|
Networking: making faster connections among supercomputers
ORNL is a hub on DOE’s Energy Sciences network (ESnet), which connects DOE’s national laboratories. (Illustration by Gail Sweeden)
|
Some computational scientists’ high-performance computing jobs are getting done even
while they are not working, thanks in part to networking. Networks, particularly
high-speed networks, allow supercomputer nodes to “talk” to each other, send messages
to other nodes asking for data, and transmit large data files across the country. In addition,
networks allow computational scientists to keep tabs on the progress of long-running jobs
that can often run for days at a time.
DOE’s Center for Computational Sciences (CCS) at ORNL has supercomputers, as do the
National Science Foundation center in Pittsburgh, the National Center for Supercomputing
Applications facility at San Diego, and DOE’s National Energy Research Scientific
Computing Center (NERSC) at Lawrence Berkeley National Laboratory (LBNL) in
California. But, according to Bill Wing of ORNL’s Computer Science and Mathematics
Division, the similarities stop there.
“Other supercomputer centers slice up their resources on a fine scale and run hundreds of
jobs for thousands of users,” he says. “We are different. We focus our computational
resources on a few high-end users who need massive computing capacity for climate
prediction, human genome analysis, and materials science simulations. Our customer
base, which includes many users out-side ORNL, has different needs, including different
network needs, so we use a different model.”

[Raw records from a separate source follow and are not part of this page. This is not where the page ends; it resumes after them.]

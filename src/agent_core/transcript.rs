//! Transcript store: the ordered message history of one session.
//!
//! Responsibilities:
//! - Stamp appended messages with an ordinal, timestamp and token estimate
//! - Enforce tool-call pairing: every tool message answers exactly one open
//!   call, and no other message may be appended while calls are open
//! - Maintain the cumulative token total incrementally
//! - Support the range operations compaction needs without breaking pairing

use std::collections::HashSet;
use std::ops::Range;
use std::sync::Arc;

use super::errors::TranscriptError;
use super::tokens::TokenEstimator;
use super::types::{Message, MessageBody, Role};

// ─── TranscriptStore ────────────────────────────────────────────────────────

/// Owned by exactly one session; never shared across sessions.
pub struct TranscriptStore {
    messages: Vec<Message>,
    next_ordinal: u64,
    /// Call IDs requested by the latest assistant message and not yet answered.
    open_calls: Vec<String>,
    total_tokens: u64,
    estimator: Arc<dyn TokenEstimator>,
}

impl std::fmt::Debug for TranscriptStore {
    fn fmt(&self, f: &mut std::fmt::Formatter<'_>) -> std::fmt::Result {
        f.debug_struct("TranscriptStore")
            .field("messages", &self.messages.len())
            .field("open_calls", &self.open_calls)
            .field("total_tokens", &self.total_tokens)
            .finish()
    }
}

impl TranscriptStore {
    pub fn new(estimator: Arc<dyn TokenEstimator>) -> Self {
        Self {
            messages: Vec::new(),
            next_ordinal: 0,
            open_calls: Vec::new(),
            total_tokens: 0,
            estimator,
        }
    }

    /// Append a message, returning its position.
    pub fn append(&mut self, body: MessageBody) -> Result<usize, TranscriptError> {
        match body.role {
            Role::Tool => {
                let result = body
                    .tool_result
                    .as_ref()
                    .ok_or(TranscriptError::MissingToolResult)?;
                let idx = self
                    .open_calls
                    .iter()
                    .position(|id| *id == result.call_id)
                    .ok_or_else(|| TranscriptError::OrphanToolResult {
                        call_id: result.call_id.clone(),
                    })?;
                self.open_calls.remove(idx);
            }
            Role::User | Role::Assistant => {
                if !self.open_calls.is_empty() {
                    return Err(TranscriptError::UnresolvedToolCalls {
                        call_ids: self.open_calls.clone(),
                    });
                }
                let mut seen = HashSet::new();
                for call in &body.tool_calls {
                    if !seen.insert(call.id.as_str()) {
                        return Err(TranscriptError::DuplicateCallId {
                            call_id: call.id.clone(),
                        });
                    }
                }
                self.open_calls = body.tool_calls.iter().map(|c| c.id.clone()).collect();
            }
        }

        let message = self.stamp(body);
        self.total_tokens += u64::from(message.token_count);
        self.messages.push(message);
        Ok(self.messages.len() - 1)
    }

    /// Messages in `range`, clamped to the transcript bounds.
    pub fn slice(&self, range: Range<usize>) -> &[Message] {
        let end = range.end.min(self.messages.len());
        let start = range.start.min(end);
        &self.messages[start..end]
    }

    /// Drop every message before `position`.
    ///
    /// Refused when `position` would separate tool results from their request.
    pub fn truncate_before(&mut self, position: usize) -> Result<(), TranscriptError> {
        if position > self.messages.len() {
            return Err(TranscriptError::InvalidRange {
                start: 0,
                end: position,
                reason: format!("transcript has {} messages", self.messages.len()),
            });
        }
        if self
            .messages
            .get(position)
            .is_some_and(|m| m.role() == Role::Tool)
        {
            return Err(TranscriptError::InvalidRange {
                start: 0,
                end: position,
                reason: "would orphan tool results".into(),
            });
        }
        if self.has_open_calls()
            && self.messages[..position]
                .iter()
                .any(|m| m.tool_calls().iter().any(|c| self.open_calls.contains(&c.id)))
        {
            return Err(TranscriptError::InvalidRange {
                start: 0,
                end: position,
                reason: "would drop a request that still awaits results".into(),
            });
        }
        let removed: u64 = self.messages[..position]
            .iter()
            .map(|m| u64::from(m.token_count))
            .sum();
        self.messages.drain(..position);
        self.total_tokens -= removed;
        Ok(())
    }

    /// Replace `range` with a single synthetic message. Returns the tokens freed.
    ///
    /// The replacement takes the first ordinal of the range, so ordinals keep
    /// increasing with position.
    ///
    /// The range must hold complete tool exchanges: every call requested inside
    /// it is answered inside it and every result inside it answers a request
    /// inside it. Open calls can never be replaced.
    pub fn replace_range(
        &mut self,
        range: Range<usize>,
        replacement: MessageBody,
    ) -> Result<u64, TranscriptError> {
        let Range { start, end } = range;
        if start >= end || end > self.messages.len() {
            return Err(TranscriptError::InvalidRange {
                start,
                end,
                reason: format!("transcript has {} messages", self.messages.len()),
            });
        }
        if !replacement.tool_calls.is_empty() || replacement.role == Role::Tool {
            return Err(TranscriptError::InvalidRange {
                start,
                end,
                reason: "replacement must not carry tool calls or results".into(),
            });
        }

        let mut requested = HashSet::new();
        let mut answered = HashSet::new();
        for m in &self.messages[start..end] {
            requested.extend(m.tool_calls().iter().map(|c| c.id.as_str()));
            if let Some(r) = m.tool_result() {
                answered.insert(r.call_id.as_str());
            }
        }
        if requested != answered || self.open_calls.iter().any(|id| requested.contains(id.as_str())) {
            return Err(TranscriptError::InvalidRange {
                start,
                end,
                reason: "range splits a tool exchange".into(),
            });
        }

        let message = self.stamp_as(self.messages[start].ordinal, replacement);
        let removed: u64 = self.messages[start..end]
            .iter()
            .map(|m| u64::from(m.token_count))
            .sum();
        let added = u64::from(message.token_count);
        self.messages.splice(start..end, std::iter::once(message));
        self.total_tokens = self.total_tokens - removed + added;
        Ok(removed.saturating_sub(added))
    }

    pub fn messages(&self) -> &[Message] {
        &self.messages
    }

    pub fn len(&self) -> usize {
        self.messages.len()
    }

    pub fn is_empty(&self) -> bool {
        self.messages.is_empty()
    }

    /// Sum of every message's token estimate.
    pub fn total_tokens(&self) -> u64 {
        self.total_tokens
    }

    /// Call IDs still awaiting a result.
    pub fn open_call_ids(&self) -> &[String] {
        &self.open_calls
    }

    pub fn has_open_calls(&self) -> bool {
        !self.open_calls.is_empty()
    }

    /// Text of the most recent assistant message that has any.
    pub fn last_assistant_text(&self) -> Option<&str> {
        self.messages
            .iter()
            .rev()
            .filter(|m| m.role() == Role::Assistant)
            .find_map(|m| m.text())
    }

    pub fn estimator(&self) -> &Arc<dyn TokenEstimator> {
        &self.estimator
    }

    /// Estimate a body without appending it.
    pub fn estimate(&self, body: &MessageBody) -> u32 {
        self.estimator.estimate(body)
    }

    fn stamp(&mut self, body: MessageBody) -> Message {
        let ordinal = self.next_ordinal;
        self.next_ordinal += 1;
        self.stamp_as(ordinal, body)
    }

    fn stamp_as(&self, ordinal: u64, body: MessageBody) -> Message {
        Message {
            ordinal,
            timestamp: chrono::Utc::now().to_rfc3339(),
            token_count: self.estimator.estimate(&body),
            body,
        }
    }
}

// ─── Tests ──────────────────────────────────────────────────────────────────

#[cfg(test)]
mod tests {
    use super::*;
    use crate::agent_core::tokens::HeuristicEstimator;
    use crate::test_support::{call, ok_result};

    fn store() -> TranscriptStore {
        TranscriptStore::new(Arc::new(HeuristicEstimator))
    }

    fn sum_of_estimates(t: &TranscriptStore) -> u64 {
        t.messages()
            .iter()
            .map(|m| u64::from(HeuristicEstimator.estimate(&m.body)))
            .sum()
    }

    #[test]
    fn test_append_assigns_positions_and_ordinals() {
        let mut t = store();
        assert_eq!(t.append(MessageBody::user("hi")).unwrap(), 0);
        assert_eq!(t.append(MessageBody::assistant("hello")).unwrap(), 1);
        assert_eq!(t.messages()[0].ordinal, 0);
        assert_eq!(t.messages()[1].ordinal, 1);
    }

    #[test]
    fn test_tool_result_must_answer_open_call() {
        let mut t = store();
        t.append(MessageBody::user("go")).unwrap();
        let err = t.append(MessageBody::tool(ok_result("c1", "echo", "x"))).unwrap_err();
        assert_eq!(err, TranscriptError::OrphanToolResult { call_id: "c1".into() });
    }

    #[test]
    fn test_results_may_arrive_in_any_order() {
        let mut t = store();
        t.append(MessageBody::assistant_tool_calls(
            None,
            vec![call("a", "echo"), call("b", "echo")],
        ))
        .unwrap();
        t.append(MessageBody::tool(ok_result("b", "echo", "2"))).unwrap();
        assert_eq!(t.open_call_ids(), ["a".to_string()]);
        t.append(MessageBody::tool(ok_result("a", "echo", "1"))).unwrap();
        assert!(!t.has_open_calls());
    }

    #[test]
    fn test_duplicate_result_rejected() {
        let mut t = store();
        t.append(MessageBody::assistant_tool_calls(None, vec![call("a", "echo")]))
            .unwrap();
        t.append(MessageBody::tool(ok_result("a", "echo", "1"))).unwrap();
        assert!(t.append(MessageBody::tool(ok_result("a", "echo", "1"))).is_err());
    }

    #[test]
    fn test_no_message_while_calls_open() {
        let mut t = store();
        t.append(MessageBody::assistant_tool_calls(None, vec![call("a", "echo")]))
            .unwrap();
        let err = t.append(MessageBody::user("next")).unwrap_err();
        assert!(matches!(err, TranscriptError::UnresolvedToolCalls { .. }));
    }

    #[test]
    fn test_duplicate_call_ids_rejected() {
        let mut t = store();
        let err = t
            .append(MessageBody::assistant_tool_calls(
                None,
                vec![call("a", "echo"), call("a", "echo")],
            ))
            .unwrap_err();
        assert_eq!(err, TranscriptError::DuplicateCallId { call_id: "a".into() });
        assert!(t.is_empty());
    }

    #[test]
    fn test_total_is_sum_of_estimates() {
        let mut t = store();
        t.append(MessageBody::user("read the file")).unwrap();
        t.append(MessageBody::assistant_tool_calls(
            Some("reading".into()),
            vec![call("a", "echo")],
        ))
        .unwrap();
        t.append(MessageBody::tool(ok_result("a", "echo", &"z".repeat(500))))
            .unwrap();
        t.append(MessageBody::assistant("done")).unwrap();
        assert_eq!(t.total_tokens(), sum_of_estimates(&t));

        t.replace_range(1..3, MessageBody::synthetic("summary")).unwrap();
        assert_eq!(t.total_tokens(), sum_of_estimates(&t));

        t.truncate_before(1).unwrap();
        assert_eq!(t.total_tokens(), sum_of_estimates(&t));
    }

    #[test]
    fn test_replace_range_rejects_split_exchange() {
        let mut t = store();
        t.append(MessageBody::assistant_tool_calls(
            None,
            vec![call("a", "echo"), call("b", "echo")],
        ))
        .unwrap();
        t.append(MessageBody::tool(ok_result("a", "echo", "1"))).unwrap();
        t.append(MessageBody::tool(ok_result("b", "echo", "2"))).unwrap();

        assert!(t.replace_range(0..2, MessageBody::synthetic("s")).is_err());
        assert!(t.replace_range(1..3, MessageBody::synthetic("s")).is_err());
        assert!(t.replace_range(0..3, MessageBody::synthetic("s")).is_ok());
        assert_eq!(t.len(), 1);
    }

    #[test]
    fn test_replace_range_rejects_open_exchange() {
        let mut t = store();
        t.append(MessageBody::assistant_tool_calls(None, vec![call("a", "echo")]))
            .unwrap();
        assert!(t.replace_range(0..1, MessageBody::synthetic("s")).is_err());
    }

    #[test]
    fn test_ordinals_survive_compaction() {
        let mut t = store();
        t.append(MessageBody::user("u")).unwrap();
        t.append(MessageBody::assistant_tool_calls(None, vec![call("a", "echo")]))
            .unwrap();
        t.append(MessageBody::tool(ok_result("a", "echo", "1"))).unwrap();
        t.append(MessageBody::assistant("done")).unwrap();
        t.replace_range(1..3, MessageBody::synthetic("s")).unwrap();

        let ordinals: Vec<u64> = t.messages().iter().map(|m| m.ordinal).collect();
        assert_eq!(ordinals, vec![0, 1, 3]);

        // Appends continue past every ordinal ever issued
        t.append(MessageBody::user("next")).unwrap();
        assert_eq!(t.messages()[3].ordinal, 4);
    }

    #[test]
    fn test_truncate_before_refuses_orphaning() {
        let mut t = store();
        t.append(MessageBody::assistant_tool_calls(None, vec![call("a", "echo")]))
            .unwrap();
        t.append(MessageBody::tool(ok_result("a", "echo", "1"))).unwrap();
        assert!(t.truncate_before(1).is_err());
        assert!(t.truncate_before(2).is_ok());
        assert!(t.is_empty());
        assert_eq!(t.total_tokens(), 0);
    }

    #[test]
    fn test_slice_clamps() {
        let mut t = store();
        t.append(MessageBody::user("a")).unwrap();
        t.append(MessageBody::assistant("b")).unwrap();
        assert_eq!(t.slice(1..10).len(), 1);
        assert!(t.slice(5..10).is_empty());
    }

    #[test]
    fn test_last_assistant_text() {
        let mut t = store();
        assert!(t.last_assistant_text().is_none());
        t.append(MessageBody::assistant("first")).unwrap();
        t.append(MessageBody::user("again")).unwrap();
        t.append(MessageBody::assistant_tool_calls(None, vec![call("a", "echo")]))
            .unwrap();
        assert_eq!(t.last_assistant_text(), Some("first"));
    }
}
//! Process-wide resources shared by a session tree.
//!
//! Responsibilities:
//! - Count tool operations against `limits.max_operations`
//! - Snapshot files before write-class tools touch them
//! - Carry the audit sink
//! - Cooperative cancellation
//!
//! A [`RuntimeContext`] is shared by a session and every subtask it spawns,
//! so the operation limit applies to the whole tree.

use std::path::{Path, PathBuf};
use std::sync::atomic::{AtomicBool, AtomicU64, Ordering};
use std::sync::Arc;

use serde::{Deserialize, Serialize};
use sha2::{Digest, Sha256};

use super::audit::{AuditSink, NullAuditSink, SqliteAuditLog};
use super::errors::{AuditError, DispatchError};
use crate::config::RuntimeConfig;

// ─── OperationCounter ───────────────────────────────────────────────────────

#[derive(Debug)]
pub struct OperationCounter {
    count: AtomicU64,
    limit: u64,
}

impl OperationCounter {
    pub fn new(limit: u64) -> Self {
        Self {
            count: AtomicU64::new(0),
            limit,
        }
    }

    /// Reserve one operation.
    ///
    /// Fails once the limit is passed; the failed attempt still counts, so
    /// every later call fails too.
    pub fn try_acquire(&self) -> Result<u64, DispatchError> {
        let count = self.count.fetch_add(1, Ordering::SeqCst) + 1;
        if count > self.limit {
            return Err(DispatchError::OperationLimitExceeded {
                count,
                limit: self.limit,
            });
        }
        Ok(count)
    }

    pub fn count(&self) -> u64 {
        self.count.load(Ordering::SeqCst).min(self.limit)
    }

    pub fn limit(&self) -> u64 {
        self.limit
    }
}

// ─── CancellationFlag ───────────────────────────────────────────────────────

/// Shared cancel switch, checked between steps.
#[derive(Debug, Clone, Default)]
pub struct CancellationFlag(Arc<AtomicBool>);

impl CancellationFlag {
    pub fn new() -> Self {
        Self::default()
    }

    pub fn cancel(&self) {
        self.0.store(true, Ordering::SeqCst);
    }

    pub fn reset(&self) {
        self.0.store(false, Ordering::SeqCst);
    }

    pub fn is_cancelled(&self) -> bool {
        self.0.load(Ordering::SeqCst)
    }
}

// ─── BackupStore ────────────────────────────────────────────────────────────

/// Sidecar metadata written next to each backup.
#[derive(Debug, Clone, Serialize, Deserialize)]
pub struct BackupRecord {
    pub original_path: PathBuf,
    pub backup_path: PathBuf,
    pub created_at: String,
    pub size_bytes: u64,
}

/// Copies files aside before they are modified.
///
/// Backups are named `<sha256(path)[..16]>_<timestamp>_<uuid>.bak` so
/// repeated writes to the same file never collide.
#[derive(Debug, Clone)]
pub struct BackupStore {
    dir: PathBuf,
}

impl BackupStore {
    pub fn new(dir: impl Into<PathBuf>) -> Self {
        Self { dir: dir.into() }
    }

    pub fn dir(&self) -> &Path {
        &self.dir
    }

    /// Snapshot `path` if it is an existing regular file.
    pub fn snapshot(&self, path: &Path) -> std::io::Result<Option<BackupRecord>> {
        if !path.is_file() {
            return Ok(None);
        }
        std::fs::create_dir_all(&self.dir)?;

        let digest = Sha256::digest(path.to_string_lossy().as_bytes());
        let prefix: String = digest.iter().take(8).map(|b| format!("{b:02x}")).collect();
        let now = chrono::Utc::now();
        let name = format!(
            "{prefix}_{}_{}.bak",
            now.format("%Y%m%dT%H%M%S%3fZ"),
            uuid::Uuid::new_v4().simple()
        );
        let backup_path = self.dir.join(name);
        let size_bytes = std::fs::copy(path, &backup_path)?;

        let record = BackupRecord {
            original_path: path.to_path_buf(),
            backup_path: backup_path.clone(),
            created_at: now.to_rfc3339(),
            size_bytes,
        };
        let sidecar = backup_path.with_extension("bak.json");
        let json = serde_json::to_string_pretty(&record).map_err(std::io::Error::other)?;
        std::fs::write(sidecar, json)?;

        tracing::debug!(
            original = %path.display(),
            backup = %backup_path.display(),
            size_bytes,
            "file backed up"
        );
        Ok(Some(record))
    }

    /// All backups taken of `path`, oldest first.
    pub fn list_for(&self, path: &Path) -> std::io::Result<Vec<BackupRecord>> {
        let mut records = Vec::new();
        let entries = match std::fs::read_dir(&self.dir) {
            Ok(entries) => entries,
            Err(e) if e.kind() == std::io::ErrorKind::NotFound => return Ok(records),
            Err(e) => return Err(e),
        };
        for entry in entries {
            let p = entry?.path();
            if !p.to_string_lossy().ends_with(".bak.json") {
                continue;
            }
            let Ok(record) = serde_json::from_str::<BackupRecord>(&std::fs::read_to_string(&p)?)
            else {
                continue;
            };
            if record.original_path == path {
                records.push(record);
            }
        }
        records.sort_by(|a, b| a.created_at.cmp(&b.created_at));
        Ok(records)
    }
}

// ─── RuntimeContext ─────────────────────────────────────────────────────────

/// Resources shared by every session in a tree.
pub struct RuntimeContext {
    pub operations: OperationCounter,
    pub audit: Arc<dyn AuditSink>,
    pub backups: Option<BackupStore>,
}

impl std::fmt::Debug for RuntimeContext {
    fn fmt(&self, f: &mut std::fmt::Formatter<'_>) -> std::fmt::Result {
        f.debug_struct("RuntimeContext")
            .field("operations", &self.operations)
            .field("backups", &self.backups)
            .finish_non_exhaustive()
    }
}

impl RuntimeContext {
    /// Build from config: SQLite audit log and backups as configured.
    pub fn from_config(config: &RuntimeConfig) -> Result<Self, AuditError> {
        let audit: Arc<dyn AuditSink> = if config.audit.enabled {
            let path = config.audit_database_path();
            Arc::new(SqliteAuditLog::open(&path.to_string_lossy())?)
        } else {
            Arc::new(NullAuditSink)
        };
        let backups = config
            .audit
            .backups_enabled
            .then(|| BackupStore::new(config.backup_dir()));
        Ok(Self {
            operations: OperationCounter::new(config.limits.max_operations),
            audit,
            backups,
        })
    }

    /// In-memory context: no audit persistence, no backups.
    pub fn ephemeral(max_operations: u64) -> Self {
        Self {
            operations: OperationCounter::new(max_operations),
            audit: Arc::new(NullAuditSink),
            backups: None,
        }
    }
}

// ─── Tests ──────────────────────────────────────────────────────────────────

At CCS the computational scientists modeling future climate or exploding stars or
searching for genes in DNA sequences run jobs for days or weeks at a time and generate
huge files of calculated results that are transmitted between ORNL and NERSC’s data
archives. Sometimes climate modeling can produce a run of data amounting to 1 trillion
byes (1 terabyte). These data are sent between ORNL and NERSC in chunks of 250
million bytes (megabytes).
"We focus on moving large files of data," Wing
says. “ORNL and LBNL are writing computer
programs to ensure that these data packages slide
through the network rather than clog it. In
addition, we are developing the ability to allow
users to monitor the progress of these
long-running jobs—and steer them if
necessary—from a variety of portable access
points, including laptops and personal digital
assistants like Palm Pilots or iPAQs.”
Data are sent over the network mostly using the
transmission control protocol (TCP), a
predefined protocol that computers use to communicate over a network. LBNL and ORNL
researchers are devising ways to improve the ability to send large files so that
supercomputers are not idle because of delays in data delivery.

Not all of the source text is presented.